Zynq UltraScale+ Device Technical Reference Manual (UG1085)

Document ID
UG1085
Release Date
2023-12-21
Revision
2.4 English

The system trace macrocell (STM) provides software trace instrumentation. The STM (This Figure) provides an APB interface for software and debugger access, and connects to the ATB for trace output, along with authentication inputs, trigger events, and acknowledge.

Figure 39-6:      STM Block Diagram

X-Ref Target - Figure 39-6

X15259-stm.jpg

The STM supports a trace stream that conforms to the MIPI System Trace Protocol version 2. The STM block is a software application driven trace source to generate an application software instrumentation trace (SWIT). The STM hardware event observation interface enables monitoring and tracing of 64 hardware events, each of which is represented by a single bit. This functionality can be used to monitor interrupts, cross-triggers, and other signals in the system.

STM bits [63:30] are rising edge trigger, where:

63:62 are inverted TRIGOUT[5:4] from cross-trigger interface (CTI)
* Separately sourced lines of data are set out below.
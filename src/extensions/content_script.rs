// Content Script Compiler
//
// Turns a validated manifest's content_scripts into injectable units: loads
// each script file, maps run_at to an injection time, picks the world and
// wraps the source in a URL guard built from the declaration's match patterns.

use super::extension::{BrowserExtension, ContentScriptLoadingError, ResourceLoader};
use super::manifest::{ContentScriptDeclaration, RunAt, ScriptWorld};
use super::match_pattern::MatchPattern;
use super::types::{ContentWorld, InjectableScript, InjectionTime};
use crate::logging::ExtensionLogger;
use std::rc::Rc;

/// Build an injectable script. No validation.
pub fn create_user_script(
    source: &str,
    injection_time: InjectionTime,
    for_main_frame_only: bool,
    world: ContentWorld,
) -> InjectableScript {
    InjectableScript {
        source: source.to_string(),
        injection_time,
        for_main_frame_only,
        world,
    }
}

/// Seam for constructing injectable scripts
pub trait UserScriptFactory {
    fn create_user_script(
        &self,
        source: &str,
        injection_time: InjectionTime,
        for_main_frame_only: bool,
        world: ContentWorld,
    ) -> InjectableScript;
}

#[derive(Debug, Default, Clone, Copy)]
pub struct DefaultUserScriptFactory;

impl UserScriptFactory for DefaultUserScriptFactory {
    fn create_user_script(
        &self,
        source: &str,
        injection_time: InjectionTime,
        for_main_frame_only: bool,
        world: ContentWorld,
    ) -> InjectableScript {
        create_user_script(source, injection_time, for_main_frame_only, world)
    }
}

/// Map a manifest `run_at` to an engine hook. Idle has no engine hook of its
/// own and runs at document end.
pub fn injection_time_for(run_at: &RunAt) -> InjectionTime {
    match run_at {
        RunAt::DocumentStart => InjectionTime::AtDocumentStart,
        _ => InjectionTime::AtDocumentEnd,
    }
}

fn regex_array(patterns: &[String]) -> String {
    let entries: Vec<String> = patterns
        .iter()
        .filter_map(|raw| MatchPattern::parse(raw).ok())
        .map(|pattern| {
            let source = serde_json::Value::String(pattern.js_regex_source().to_string());
            format!("new RegExp({source})")
        })
        .collect();
    format!("[{}]", entries.join(", "))
}

/// Wrap `source` so it only runs on pages whose URL the declaration matches.
///
/// The guard is an `if` block rather than a function so top-level `var`
/// declarations still land on the world's global object.
pub fn wrap_in_url_guard(source: &str, declaration: &ContentScriptDeclaration) -> String {
    format!(
        r#"if ((function () {{
  const href = String((globalThis.location && globalThis.location.href) || "");
  const matches = {matches};
  const excludes = {excludes};
  return matches.some((r) => r.test(href)) && !excludes.some((r) => r.test(href));
}})()) {{
{source}
}}
"#,
        matches = regex_array(&declaration.matches),
        excludes = regex_array(&declaration.exclude_matches),
    )
}

/// Produces the injectable units for one extension's content scripts
pub struct ContentScriptCompiler {
    factory: Rc<dyn UserScriptFactory>,
    loader: Rc<dyn ResourceLoader>,
    logger: Rc<ExtensionLogger>,
}

impl ContentScriptCompiler {
    pub fn new(
        factory: Rc<dyn UserScriptFactory>,
        loader: Rc<dyn ResourceLoader>,
        logger: Rc<ExtensionLogger>,
    ) -> Self {
        Self { factory, loader, logger }
    }

    /// One injectable per `js` file, declarations and files in manifest order
    pub fn compile(
        &self,
        extension: &BrowserExtension,
    ) -> Result<Vec<InjectableScript>, ContentScriptLoadingError> {
        self.logger.in_context(&format!("Compile content scripts for {}", extension.id()), || {
            let extension_world = ContentWorld::for_extension(&extension.id());
            let mut scripts = Vec::new();

            for resource in extension.load_content_scripts(self.loader.as_ref())? {
                let declaration = &resource.config;
                let world = match declaration.world {
                    ScriptWorld::Main => ContentWorld::Page,
                    ScriptWorld::Isolated => extension_world.clone(),
                };
                let injection_time = injection_time_for(&declaration.run_at);

                for (path, source) in declaration.js.iter().zip(&resource.js_content) {
                    self.logger.debug(format!(
                        "{path}: {:?} in {world}, main frame only: {}",
                        injection_time,
                        declaration.for_main_frame_only()
                    ));
                    scripts.push(self.factory.create_user_script(
                        &wrap_in_url_guard(source, declaration),
                        injection_time,
                        declaration.for_main_frame_only(),
                        world.clone(),
                    ));
                }
            }

            Ok(scripts)
        })
    }
}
61:60 are non-inverted TRIGOUT[5:4] from CTI

59:30 are PL events, stm_event[59:30]

STM bits [29:0] are level trigger, where:

29:0 are PL events, stm_event[29:0]

The STM supports the following functions.

printf style debugging.

Trace OS and application events.

Emit diagnostic system information.

Multiple channels for multiple processors to share without conflict with the other.

Trace hardware events.

Trace timestamp with global timestamp.

Generates the MIPI STPv2.

The Arm CoreSight STM-500 System Trace Macrocell Technical Reference Manual, r0p0ARM [Ref 44] contains more details on the STM.

STM can provide support for up to 128 MasterIDs with 64k channels. The 16 MB aligned address space is allocated to the STM instrumentation trace for the channels. All of the MasterIDs overlap to the same 16 MB of address space. The channels are allocated by the software to the MasterID. The STM AXI slave is write-only. The reads to an STM AXI slave always returns OKAY with all-0 data.

The AXI AWADDRS[31:0] is used in the STM as follows:

Bits [31:30] are not used.

Bits [29:24] defines bits [5:0] of MasterID.

Bits [23:8] define the Channel ID.

Bits [7:0] define the address space of a single stimulus port.

The Zynq UltraScale+ MPSoC maps the interconnect AXI to the STM AXI-slave as shown.

STM_AWADDRS[23:0] = AXI_AWADDR[23:0]       //Channels

STM_AWADDRS[29:24] = function of MasterID  //MasterID

The MasterID can be mapped to the STM MasterID as listed in Table: Zynq UltraScale+ MPSoC MasterID Mapped to the STM MasterID.

Table 39-9:      Zynq UltraScale+ MPSoC MasterID Mapped to the STM MasterID

MasterID Indicates

STM_AWADDRS[29:24]

Notes

APU-CPU<n>

{MasterID[9:6], ACPU<n>}

APU request must be mapped to the STM MasterID.

RPU-CPU<n>

{MasterID[9:6], RCPU<n>}

AWID needs to be mapped to RPU#

Others

MasterID[9:4]

Use the upper 4 bits of the MasterID to uniquely identify the masters.